----- Materials provided

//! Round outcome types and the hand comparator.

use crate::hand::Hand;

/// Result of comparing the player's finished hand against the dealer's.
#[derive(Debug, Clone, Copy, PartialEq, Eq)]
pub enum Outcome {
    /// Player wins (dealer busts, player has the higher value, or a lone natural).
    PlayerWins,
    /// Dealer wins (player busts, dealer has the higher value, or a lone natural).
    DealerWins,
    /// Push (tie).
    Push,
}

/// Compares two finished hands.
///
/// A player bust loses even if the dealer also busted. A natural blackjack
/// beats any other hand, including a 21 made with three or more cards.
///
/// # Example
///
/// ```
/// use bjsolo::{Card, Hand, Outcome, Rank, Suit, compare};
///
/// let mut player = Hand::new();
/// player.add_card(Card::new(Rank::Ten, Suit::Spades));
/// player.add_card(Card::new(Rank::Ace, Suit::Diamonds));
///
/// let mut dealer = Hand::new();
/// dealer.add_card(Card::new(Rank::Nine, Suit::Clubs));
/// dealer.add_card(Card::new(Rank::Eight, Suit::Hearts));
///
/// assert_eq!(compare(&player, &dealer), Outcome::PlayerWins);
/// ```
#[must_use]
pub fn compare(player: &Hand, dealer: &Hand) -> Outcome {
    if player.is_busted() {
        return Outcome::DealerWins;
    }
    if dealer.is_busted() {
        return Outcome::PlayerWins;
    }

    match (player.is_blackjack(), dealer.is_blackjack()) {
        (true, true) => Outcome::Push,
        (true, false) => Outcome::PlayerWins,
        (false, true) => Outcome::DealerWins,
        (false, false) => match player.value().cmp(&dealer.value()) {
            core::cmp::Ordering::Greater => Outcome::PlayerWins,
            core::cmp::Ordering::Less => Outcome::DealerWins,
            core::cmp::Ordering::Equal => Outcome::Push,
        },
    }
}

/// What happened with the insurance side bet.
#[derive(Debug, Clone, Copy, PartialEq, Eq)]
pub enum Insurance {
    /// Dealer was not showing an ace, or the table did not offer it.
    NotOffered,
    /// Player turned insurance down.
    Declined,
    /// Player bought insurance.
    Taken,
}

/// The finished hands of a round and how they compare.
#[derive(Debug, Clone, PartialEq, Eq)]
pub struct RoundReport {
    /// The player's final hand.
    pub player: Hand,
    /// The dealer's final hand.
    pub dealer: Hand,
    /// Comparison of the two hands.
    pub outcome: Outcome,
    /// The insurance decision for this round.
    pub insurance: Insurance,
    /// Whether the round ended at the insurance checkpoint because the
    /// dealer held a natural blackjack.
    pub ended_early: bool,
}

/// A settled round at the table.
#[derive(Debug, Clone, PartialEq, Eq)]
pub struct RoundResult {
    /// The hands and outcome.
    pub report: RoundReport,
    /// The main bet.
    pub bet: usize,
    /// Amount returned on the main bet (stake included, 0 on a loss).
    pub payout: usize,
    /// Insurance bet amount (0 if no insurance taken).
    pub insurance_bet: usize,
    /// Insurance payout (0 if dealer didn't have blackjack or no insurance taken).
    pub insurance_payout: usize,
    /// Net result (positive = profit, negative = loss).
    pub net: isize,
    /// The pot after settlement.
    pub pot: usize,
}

----------
----- Materials provided

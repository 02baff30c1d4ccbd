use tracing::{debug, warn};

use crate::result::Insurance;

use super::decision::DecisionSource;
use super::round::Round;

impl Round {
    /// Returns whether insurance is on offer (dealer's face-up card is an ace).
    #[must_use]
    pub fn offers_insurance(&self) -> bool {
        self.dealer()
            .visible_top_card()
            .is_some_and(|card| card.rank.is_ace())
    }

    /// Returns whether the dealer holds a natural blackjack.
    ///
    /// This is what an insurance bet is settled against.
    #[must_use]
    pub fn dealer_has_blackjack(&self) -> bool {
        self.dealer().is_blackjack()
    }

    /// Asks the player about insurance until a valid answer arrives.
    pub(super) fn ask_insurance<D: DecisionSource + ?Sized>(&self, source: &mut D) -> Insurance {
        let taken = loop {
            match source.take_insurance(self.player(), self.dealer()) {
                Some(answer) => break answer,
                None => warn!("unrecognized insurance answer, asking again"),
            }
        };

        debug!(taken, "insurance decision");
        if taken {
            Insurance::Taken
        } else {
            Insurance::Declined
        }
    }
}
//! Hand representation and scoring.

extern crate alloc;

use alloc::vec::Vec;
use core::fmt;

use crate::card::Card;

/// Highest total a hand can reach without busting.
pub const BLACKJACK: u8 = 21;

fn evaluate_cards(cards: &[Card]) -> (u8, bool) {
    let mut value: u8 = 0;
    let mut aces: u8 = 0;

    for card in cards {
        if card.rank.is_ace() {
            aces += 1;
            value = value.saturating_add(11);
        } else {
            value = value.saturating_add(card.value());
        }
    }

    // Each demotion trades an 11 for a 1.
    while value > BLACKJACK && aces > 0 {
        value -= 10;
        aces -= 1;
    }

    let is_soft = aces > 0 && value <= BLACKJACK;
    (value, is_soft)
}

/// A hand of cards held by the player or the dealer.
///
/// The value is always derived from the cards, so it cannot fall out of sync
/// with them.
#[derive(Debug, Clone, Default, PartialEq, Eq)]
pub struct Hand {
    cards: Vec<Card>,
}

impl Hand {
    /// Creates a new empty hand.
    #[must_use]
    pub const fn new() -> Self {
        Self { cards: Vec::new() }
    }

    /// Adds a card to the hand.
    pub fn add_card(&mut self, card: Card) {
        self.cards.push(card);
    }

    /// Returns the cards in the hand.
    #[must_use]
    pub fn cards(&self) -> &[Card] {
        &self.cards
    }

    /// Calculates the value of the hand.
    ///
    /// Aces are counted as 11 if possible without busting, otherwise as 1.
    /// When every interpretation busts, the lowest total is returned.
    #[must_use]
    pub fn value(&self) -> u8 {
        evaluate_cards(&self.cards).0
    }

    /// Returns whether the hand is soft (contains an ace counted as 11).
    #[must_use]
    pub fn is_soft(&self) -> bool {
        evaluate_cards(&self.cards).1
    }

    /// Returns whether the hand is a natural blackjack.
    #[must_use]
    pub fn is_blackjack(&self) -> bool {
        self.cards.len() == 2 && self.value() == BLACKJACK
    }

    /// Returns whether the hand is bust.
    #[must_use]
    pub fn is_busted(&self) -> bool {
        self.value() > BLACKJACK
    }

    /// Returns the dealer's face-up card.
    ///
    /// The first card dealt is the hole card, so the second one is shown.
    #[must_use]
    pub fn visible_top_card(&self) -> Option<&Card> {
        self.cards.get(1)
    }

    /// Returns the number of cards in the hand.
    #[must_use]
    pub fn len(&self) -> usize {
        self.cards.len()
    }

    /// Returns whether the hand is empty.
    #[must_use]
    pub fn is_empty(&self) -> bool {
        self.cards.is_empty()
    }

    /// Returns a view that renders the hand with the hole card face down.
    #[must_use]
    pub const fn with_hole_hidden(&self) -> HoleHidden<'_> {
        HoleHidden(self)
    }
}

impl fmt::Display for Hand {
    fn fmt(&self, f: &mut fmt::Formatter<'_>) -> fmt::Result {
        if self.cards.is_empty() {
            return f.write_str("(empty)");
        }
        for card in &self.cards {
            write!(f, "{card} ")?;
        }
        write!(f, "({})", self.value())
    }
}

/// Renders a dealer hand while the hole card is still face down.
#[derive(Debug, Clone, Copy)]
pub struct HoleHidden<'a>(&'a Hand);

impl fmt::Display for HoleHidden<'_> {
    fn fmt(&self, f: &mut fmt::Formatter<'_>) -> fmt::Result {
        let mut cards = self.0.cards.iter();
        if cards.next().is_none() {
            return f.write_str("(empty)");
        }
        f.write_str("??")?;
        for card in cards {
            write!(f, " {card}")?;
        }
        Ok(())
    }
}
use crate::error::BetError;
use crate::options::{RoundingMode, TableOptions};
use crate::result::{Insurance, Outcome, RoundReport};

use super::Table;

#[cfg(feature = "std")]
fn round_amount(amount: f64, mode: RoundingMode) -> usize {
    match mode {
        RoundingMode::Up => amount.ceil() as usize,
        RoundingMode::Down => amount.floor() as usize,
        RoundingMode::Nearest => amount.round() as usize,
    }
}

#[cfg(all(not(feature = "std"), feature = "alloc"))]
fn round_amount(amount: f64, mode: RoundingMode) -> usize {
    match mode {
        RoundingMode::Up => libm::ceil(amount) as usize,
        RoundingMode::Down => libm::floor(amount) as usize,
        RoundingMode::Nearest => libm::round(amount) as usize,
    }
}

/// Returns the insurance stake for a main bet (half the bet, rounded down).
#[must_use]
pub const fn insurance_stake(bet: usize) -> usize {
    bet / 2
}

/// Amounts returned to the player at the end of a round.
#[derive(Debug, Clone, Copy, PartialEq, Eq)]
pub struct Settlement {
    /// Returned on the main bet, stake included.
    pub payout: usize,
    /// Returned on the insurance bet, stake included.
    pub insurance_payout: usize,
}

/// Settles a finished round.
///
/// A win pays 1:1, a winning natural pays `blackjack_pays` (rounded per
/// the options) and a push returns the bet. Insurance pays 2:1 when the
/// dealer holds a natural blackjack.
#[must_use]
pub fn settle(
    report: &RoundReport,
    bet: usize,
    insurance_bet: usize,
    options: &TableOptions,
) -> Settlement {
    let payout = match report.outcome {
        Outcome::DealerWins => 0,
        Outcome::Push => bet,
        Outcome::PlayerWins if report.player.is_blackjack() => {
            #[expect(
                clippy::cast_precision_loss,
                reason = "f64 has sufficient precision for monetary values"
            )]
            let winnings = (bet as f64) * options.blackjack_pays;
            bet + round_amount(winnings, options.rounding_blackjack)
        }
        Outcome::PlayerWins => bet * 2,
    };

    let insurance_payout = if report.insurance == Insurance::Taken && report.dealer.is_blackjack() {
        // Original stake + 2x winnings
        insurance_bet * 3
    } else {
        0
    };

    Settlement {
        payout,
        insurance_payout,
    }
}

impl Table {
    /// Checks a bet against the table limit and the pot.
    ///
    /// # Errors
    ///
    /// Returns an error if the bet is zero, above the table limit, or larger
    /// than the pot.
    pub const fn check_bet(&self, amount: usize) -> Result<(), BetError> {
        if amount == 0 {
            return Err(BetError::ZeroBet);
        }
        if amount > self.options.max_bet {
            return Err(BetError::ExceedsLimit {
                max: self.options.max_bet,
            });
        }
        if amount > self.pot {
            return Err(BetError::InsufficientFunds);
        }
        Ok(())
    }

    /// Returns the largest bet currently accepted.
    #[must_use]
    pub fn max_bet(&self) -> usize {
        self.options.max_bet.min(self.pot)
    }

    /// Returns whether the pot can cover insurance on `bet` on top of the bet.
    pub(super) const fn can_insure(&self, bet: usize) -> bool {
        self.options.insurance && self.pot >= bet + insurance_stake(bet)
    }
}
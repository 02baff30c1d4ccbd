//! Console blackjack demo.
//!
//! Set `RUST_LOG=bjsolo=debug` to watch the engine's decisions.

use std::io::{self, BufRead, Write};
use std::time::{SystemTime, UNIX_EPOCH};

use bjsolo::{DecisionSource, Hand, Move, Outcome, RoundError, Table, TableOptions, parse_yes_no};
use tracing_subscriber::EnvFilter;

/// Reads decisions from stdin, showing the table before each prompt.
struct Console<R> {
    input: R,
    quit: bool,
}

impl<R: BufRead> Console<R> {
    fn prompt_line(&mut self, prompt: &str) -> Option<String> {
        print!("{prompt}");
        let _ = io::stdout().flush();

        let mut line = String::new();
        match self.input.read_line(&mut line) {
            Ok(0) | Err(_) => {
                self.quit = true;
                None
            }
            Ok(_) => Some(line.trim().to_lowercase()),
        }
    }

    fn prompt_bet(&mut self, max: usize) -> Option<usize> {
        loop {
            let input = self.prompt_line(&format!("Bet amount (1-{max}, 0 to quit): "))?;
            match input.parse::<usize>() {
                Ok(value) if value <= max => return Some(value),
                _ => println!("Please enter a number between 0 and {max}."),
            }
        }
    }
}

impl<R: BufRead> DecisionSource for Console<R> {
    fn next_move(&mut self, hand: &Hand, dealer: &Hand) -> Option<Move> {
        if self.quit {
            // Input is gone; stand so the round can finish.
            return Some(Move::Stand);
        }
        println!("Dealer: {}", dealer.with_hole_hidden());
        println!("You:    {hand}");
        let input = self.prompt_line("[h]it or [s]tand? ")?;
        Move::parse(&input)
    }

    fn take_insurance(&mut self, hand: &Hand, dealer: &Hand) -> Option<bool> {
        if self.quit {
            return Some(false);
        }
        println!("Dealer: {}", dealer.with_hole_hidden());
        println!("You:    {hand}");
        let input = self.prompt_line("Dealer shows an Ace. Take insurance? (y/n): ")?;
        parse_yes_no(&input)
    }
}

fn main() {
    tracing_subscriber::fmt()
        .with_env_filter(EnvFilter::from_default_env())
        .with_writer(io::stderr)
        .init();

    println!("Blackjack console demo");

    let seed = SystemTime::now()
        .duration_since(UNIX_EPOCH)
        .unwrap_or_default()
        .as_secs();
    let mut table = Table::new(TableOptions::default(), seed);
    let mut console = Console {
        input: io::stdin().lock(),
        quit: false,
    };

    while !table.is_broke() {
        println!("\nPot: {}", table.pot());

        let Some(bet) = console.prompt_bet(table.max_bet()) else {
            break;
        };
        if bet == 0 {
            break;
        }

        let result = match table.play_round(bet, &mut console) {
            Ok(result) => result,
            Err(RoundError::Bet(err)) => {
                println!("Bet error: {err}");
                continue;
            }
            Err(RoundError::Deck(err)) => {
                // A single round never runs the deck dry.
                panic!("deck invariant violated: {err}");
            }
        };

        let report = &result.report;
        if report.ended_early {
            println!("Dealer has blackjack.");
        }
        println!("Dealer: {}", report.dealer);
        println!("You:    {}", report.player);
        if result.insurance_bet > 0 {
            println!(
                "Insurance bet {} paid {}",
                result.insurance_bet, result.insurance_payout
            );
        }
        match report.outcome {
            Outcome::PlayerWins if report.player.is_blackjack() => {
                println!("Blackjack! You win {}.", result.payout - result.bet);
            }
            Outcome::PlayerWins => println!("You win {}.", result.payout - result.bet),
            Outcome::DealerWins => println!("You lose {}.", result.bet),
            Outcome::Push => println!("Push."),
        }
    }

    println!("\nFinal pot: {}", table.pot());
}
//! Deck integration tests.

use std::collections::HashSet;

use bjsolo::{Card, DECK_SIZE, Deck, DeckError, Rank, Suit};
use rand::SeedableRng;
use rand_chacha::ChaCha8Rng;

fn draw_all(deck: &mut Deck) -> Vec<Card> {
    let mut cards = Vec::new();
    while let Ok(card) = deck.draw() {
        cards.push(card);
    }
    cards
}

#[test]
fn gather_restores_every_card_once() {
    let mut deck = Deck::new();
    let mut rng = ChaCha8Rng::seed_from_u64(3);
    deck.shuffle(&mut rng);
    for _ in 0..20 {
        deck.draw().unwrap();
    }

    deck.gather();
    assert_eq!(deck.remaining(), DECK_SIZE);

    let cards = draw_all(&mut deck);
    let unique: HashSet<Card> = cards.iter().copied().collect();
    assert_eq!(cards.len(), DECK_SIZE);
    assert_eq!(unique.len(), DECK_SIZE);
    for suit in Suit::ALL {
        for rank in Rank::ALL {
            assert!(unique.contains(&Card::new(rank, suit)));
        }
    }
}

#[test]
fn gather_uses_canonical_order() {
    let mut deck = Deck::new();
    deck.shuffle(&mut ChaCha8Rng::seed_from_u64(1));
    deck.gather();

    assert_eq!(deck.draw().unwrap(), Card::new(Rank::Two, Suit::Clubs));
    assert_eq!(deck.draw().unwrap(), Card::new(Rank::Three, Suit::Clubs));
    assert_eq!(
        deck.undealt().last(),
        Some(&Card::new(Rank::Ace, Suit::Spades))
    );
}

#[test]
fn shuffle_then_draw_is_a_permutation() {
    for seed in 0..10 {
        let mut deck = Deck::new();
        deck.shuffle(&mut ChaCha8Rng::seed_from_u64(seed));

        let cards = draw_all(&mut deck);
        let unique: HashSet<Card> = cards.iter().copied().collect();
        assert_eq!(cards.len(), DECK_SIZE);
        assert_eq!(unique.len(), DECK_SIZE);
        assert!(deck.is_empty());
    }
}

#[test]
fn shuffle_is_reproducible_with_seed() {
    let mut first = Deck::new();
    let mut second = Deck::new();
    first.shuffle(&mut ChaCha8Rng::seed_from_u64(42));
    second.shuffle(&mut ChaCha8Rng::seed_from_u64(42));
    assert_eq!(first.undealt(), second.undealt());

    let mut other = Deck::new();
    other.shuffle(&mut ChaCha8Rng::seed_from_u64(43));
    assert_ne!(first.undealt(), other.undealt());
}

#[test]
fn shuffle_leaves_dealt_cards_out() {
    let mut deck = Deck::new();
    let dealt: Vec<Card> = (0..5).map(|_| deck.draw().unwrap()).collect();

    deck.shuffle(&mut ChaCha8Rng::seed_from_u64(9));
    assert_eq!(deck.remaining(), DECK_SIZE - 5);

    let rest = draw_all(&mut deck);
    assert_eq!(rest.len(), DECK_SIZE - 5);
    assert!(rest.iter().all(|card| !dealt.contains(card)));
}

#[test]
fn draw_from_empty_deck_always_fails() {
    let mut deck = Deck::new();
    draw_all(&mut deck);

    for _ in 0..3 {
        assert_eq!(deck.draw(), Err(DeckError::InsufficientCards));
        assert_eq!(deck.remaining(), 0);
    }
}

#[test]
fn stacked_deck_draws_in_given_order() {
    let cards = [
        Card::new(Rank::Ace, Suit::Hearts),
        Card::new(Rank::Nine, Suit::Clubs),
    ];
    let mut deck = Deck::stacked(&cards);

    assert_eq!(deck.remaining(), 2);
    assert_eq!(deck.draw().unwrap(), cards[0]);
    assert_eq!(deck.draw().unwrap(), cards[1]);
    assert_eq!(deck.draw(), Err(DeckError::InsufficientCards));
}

----------
----- Materials provided

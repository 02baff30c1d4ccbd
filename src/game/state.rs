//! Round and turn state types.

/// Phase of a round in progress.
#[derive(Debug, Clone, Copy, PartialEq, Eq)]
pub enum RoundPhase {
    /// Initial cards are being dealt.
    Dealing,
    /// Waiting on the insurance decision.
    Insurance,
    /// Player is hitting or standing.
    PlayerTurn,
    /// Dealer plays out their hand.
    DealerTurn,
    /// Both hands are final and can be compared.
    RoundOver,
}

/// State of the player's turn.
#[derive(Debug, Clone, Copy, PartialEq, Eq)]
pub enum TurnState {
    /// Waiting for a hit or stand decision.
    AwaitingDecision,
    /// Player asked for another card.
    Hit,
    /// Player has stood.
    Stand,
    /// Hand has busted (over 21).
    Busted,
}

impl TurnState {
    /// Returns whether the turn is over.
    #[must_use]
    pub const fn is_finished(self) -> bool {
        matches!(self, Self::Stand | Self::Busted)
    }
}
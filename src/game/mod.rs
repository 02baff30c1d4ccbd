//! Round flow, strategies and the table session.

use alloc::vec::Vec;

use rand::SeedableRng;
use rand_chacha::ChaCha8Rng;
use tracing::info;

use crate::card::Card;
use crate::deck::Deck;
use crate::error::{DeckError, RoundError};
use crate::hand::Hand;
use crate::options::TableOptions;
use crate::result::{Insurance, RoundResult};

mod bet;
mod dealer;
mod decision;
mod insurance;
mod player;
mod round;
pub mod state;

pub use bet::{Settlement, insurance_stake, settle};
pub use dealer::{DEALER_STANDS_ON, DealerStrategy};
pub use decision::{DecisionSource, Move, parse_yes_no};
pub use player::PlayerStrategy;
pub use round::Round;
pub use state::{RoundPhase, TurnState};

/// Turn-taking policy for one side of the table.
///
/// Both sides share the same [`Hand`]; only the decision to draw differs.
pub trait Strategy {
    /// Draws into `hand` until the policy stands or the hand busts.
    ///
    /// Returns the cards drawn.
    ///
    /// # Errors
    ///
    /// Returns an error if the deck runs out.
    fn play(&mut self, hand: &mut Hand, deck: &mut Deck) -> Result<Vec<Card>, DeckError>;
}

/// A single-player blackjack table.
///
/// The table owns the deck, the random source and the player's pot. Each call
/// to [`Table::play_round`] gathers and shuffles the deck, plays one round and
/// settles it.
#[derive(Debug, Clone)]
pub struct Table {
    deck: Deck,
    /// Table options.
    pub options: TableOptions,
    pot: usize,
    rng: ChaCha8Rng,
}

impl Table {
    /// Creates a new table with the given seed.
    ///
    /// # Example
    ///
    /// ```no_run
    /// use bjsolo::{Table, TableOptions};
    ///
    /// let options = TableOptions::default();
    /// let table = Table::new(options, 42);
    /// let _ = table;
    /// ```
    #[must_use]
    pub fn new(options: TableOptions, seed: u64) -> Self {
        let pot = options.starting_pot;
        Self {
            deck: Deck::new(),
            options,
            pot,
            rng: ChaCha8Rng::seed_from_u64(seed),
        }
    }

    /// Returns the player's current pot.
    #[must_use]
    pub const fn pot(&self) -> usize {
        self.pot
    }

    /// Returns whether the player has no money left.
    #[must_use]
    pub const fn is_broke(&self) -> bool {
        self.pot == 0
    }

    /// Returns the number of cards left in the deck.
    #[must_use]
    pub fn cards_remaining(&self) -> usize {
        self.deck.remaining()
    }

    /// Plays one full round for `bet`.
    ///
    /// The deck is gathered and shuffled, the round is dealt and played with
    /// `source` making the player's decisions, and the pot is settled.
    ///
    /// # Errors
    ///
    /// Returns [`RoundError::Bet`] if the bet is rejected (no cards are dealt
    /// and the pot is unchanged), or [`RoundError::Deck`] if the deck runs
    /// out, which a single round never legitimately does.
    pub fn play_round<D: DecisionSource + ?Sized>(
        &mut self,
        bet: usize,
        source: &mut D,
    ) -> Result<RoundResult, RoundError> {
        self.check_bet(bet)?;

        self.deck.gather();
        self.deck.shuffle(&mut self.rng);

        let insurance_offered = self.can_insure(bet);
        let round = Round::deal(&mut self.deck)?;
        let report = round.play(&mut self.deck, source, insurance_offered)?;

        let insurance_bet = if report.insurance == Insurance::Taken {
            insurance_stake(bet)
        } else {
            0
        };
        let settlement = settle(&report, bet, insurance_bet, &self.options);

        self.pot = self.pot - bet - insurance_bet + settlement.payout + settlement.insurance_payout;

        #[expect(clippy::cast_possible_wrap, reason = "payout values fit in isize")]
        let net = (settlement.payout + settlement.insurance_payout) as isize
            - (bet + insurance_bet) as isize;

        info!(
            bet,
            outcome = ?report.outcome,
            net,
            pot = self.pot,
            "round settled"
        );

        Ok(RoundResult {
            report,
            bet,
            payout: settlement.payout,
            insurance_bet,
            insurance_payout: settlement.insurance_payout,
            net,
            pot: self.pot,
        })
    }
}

----------

### Aim of the exercise
Of all the entries above, repeat only the lines from the line that has "the hand comparator." to the line that has "busted. A natural blackjack", both lines included, exactly.

### Solution for this exercise
//! Round outcome types and the hand comparator.

use crate::hand::Hand;

/// Result of comparing the player's finished hand against the dealer's.
#[derive(Debug, Clone, Copy, PartialEq, Eq)]
pub enum Outcome {
    /// Player wins (dealer busts, player has the higher value, or a lone natural).
    PlayerWins,
    /// Dealer wins (player busts, dealer has the higher value, or a lone natural).
    DealerWins,
    /// Push (tie).
    Push,
}

/// Compares two finished hands.
///
/// A player bust loses even if the dealer also busted. A natural blackjack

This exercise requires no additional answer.